I'm heartened, though, by some rough calculations I made this week on the back of an old Excite@Home stock certificate. Let's say Yahoo! acquires EarthLink in an all-stock deal, paying a 25% premium to EarthLink's share price. Yahoo!, which has about 595 million shares outstanding, would have to issue 231 million more to EarthLink's shareholders. Combine Yahoo!'s expected 2002 profits with EarthLink's losses, stir in the new share count, and you have a company that will earn 5 cents a share in 2002 -- half of what it would earn had I left well enough alone.

But let's try to figure out how we could get the new Yahoo!, a.k.a. Yahoo!Link, back to that 10-cent EPS. Working backward from that dime and the new share count would imply a 2002 profit of $83 million, $42 million more than what you'd get from combining Yahoo!'s and EarthLink's respective expected results.

Where would that $42 million come from? I don't think it's a stretch to say you could squeeze it out of the $1 billion total in sales and marketing, and general and administrative expenses that Yahoo! and EarthLink would spend separately next year. It would mean 4% cutbacks in these expenses, and an

EBITDA margin widening from 6.3% to 8.1%. Those seem like reasonable targets, and they wouldn't touch Yahoo!Link's expected outlays for things like operations and member support or product development.

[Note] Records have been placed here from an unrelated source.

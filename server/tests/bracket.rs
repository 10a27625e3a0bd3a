//! Properties of the bracket seeding routine.

use std::collections::HashSet;

use pong_server::game::bracket::{bye_count, generate_matchups};
use rand::{rngs::StdRng, SeedableRng};

#[test]
fn every_player_appears_exactly_once() {
    for n in 3..=40i64 {
        for seed in 0..5 {
            let players: Vec<i64> = (1..=n).collect();
            let bracket = generate_matchups(&players, &mut StdRng::seed_from_u64(seed));

            assert_eq!(
                bracket.matchups.len() * 2 + bracket.byes.len(),
                n as usize,
                "n = {n}"
            );
            assert!(bracket.matchups.iter().all(|m| m.away.is_some()));

            let mut seen = HashSet::new();
            for m in &bracket.matchups {
                assert!(seen.insert(m.home));
                assert!(seen.insert(m.away.unwrap()));
            }
            for b in &bracket.byes {
                assert!(seen.insert(*b));
            }
            assert_eq!(seen, players.iter().copied().collect::<HashSet<_>>());
        }
    }
}

#[test]
fn bye_count_pads_to_power_of_two() {
    assert_eq!(bye_count(3), 1);
    assert_eq!(bye_count(5), 3);
    assert_eq!(bye_count(6), 2);
    assert_eq!(bye_count(7), 1);
    assert_eq!(bye_count(12), 4);
    for n in [2usize, 4, 8, 16, 32, 64] {
        assert_eq!(bye_count(n), 0, "n = {n}");
    }
}

#[test]
fn generated_byes_match_formula() {
    for n in 2..=33usize {
        let players: Vec<i64> = (0..n as i64).collect();
        let bracket = generate_matchups(&players, &mut StdRng::seed_from_u64(7));
        let expected = (1usize << (n as f64).log2().ceil() as u32) - n;
        assert_eq!(bracket.byes.len(), expected, "n = {n}");
    }
}

#[test]
fn three_players_give_one_match_and_one_bye() {
    let bracket = generate_matchups(&[10, 20, 30], &mut StdRng::seed_from_u64(3));
    assert_eq!(bracket.matchups.len(), 1);
    assert_eq!(bracket.byes.len(), 1);
    assert_eq!(bracket.champion(), None);
}

#[test]
fn shuffle_varies_with_seed() {
    let players: Vec<i64> = (1..=16).collect();
    let orders: HashSet<Vec<i64>> = (0..20)
        .map(|seed| {
            generate_matchups(&players, &mut StdRng::seed_from_u64(seed))
                .matchups
                .iter()
                .flat_map(|m| [m.home, m.away.unwrap()])
                .collect()
        })
        .collect();
    assert!(orders.len() > 1, "seeding should not be fixed");
}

(For this exercise, I've borrowed J.P. Morgan's separate estimates for Yahoo! and EarthLink. The profits and losses, admittedly, are the quasi-numbers issued by each company to adjust for whatever it wants to adjust for. But since these are what Wall Street pays attention to, I'll work with them.)

Get aggressive in bringing down the combined $775 million cost of revenues -- the two Internet traffic generators have to be able to cut telecommunications expenses somewhere -- and the 10-cent EPS target gets even easier to reach. It won't take an Al Dunlap to handle this job. Any yahoo could do it.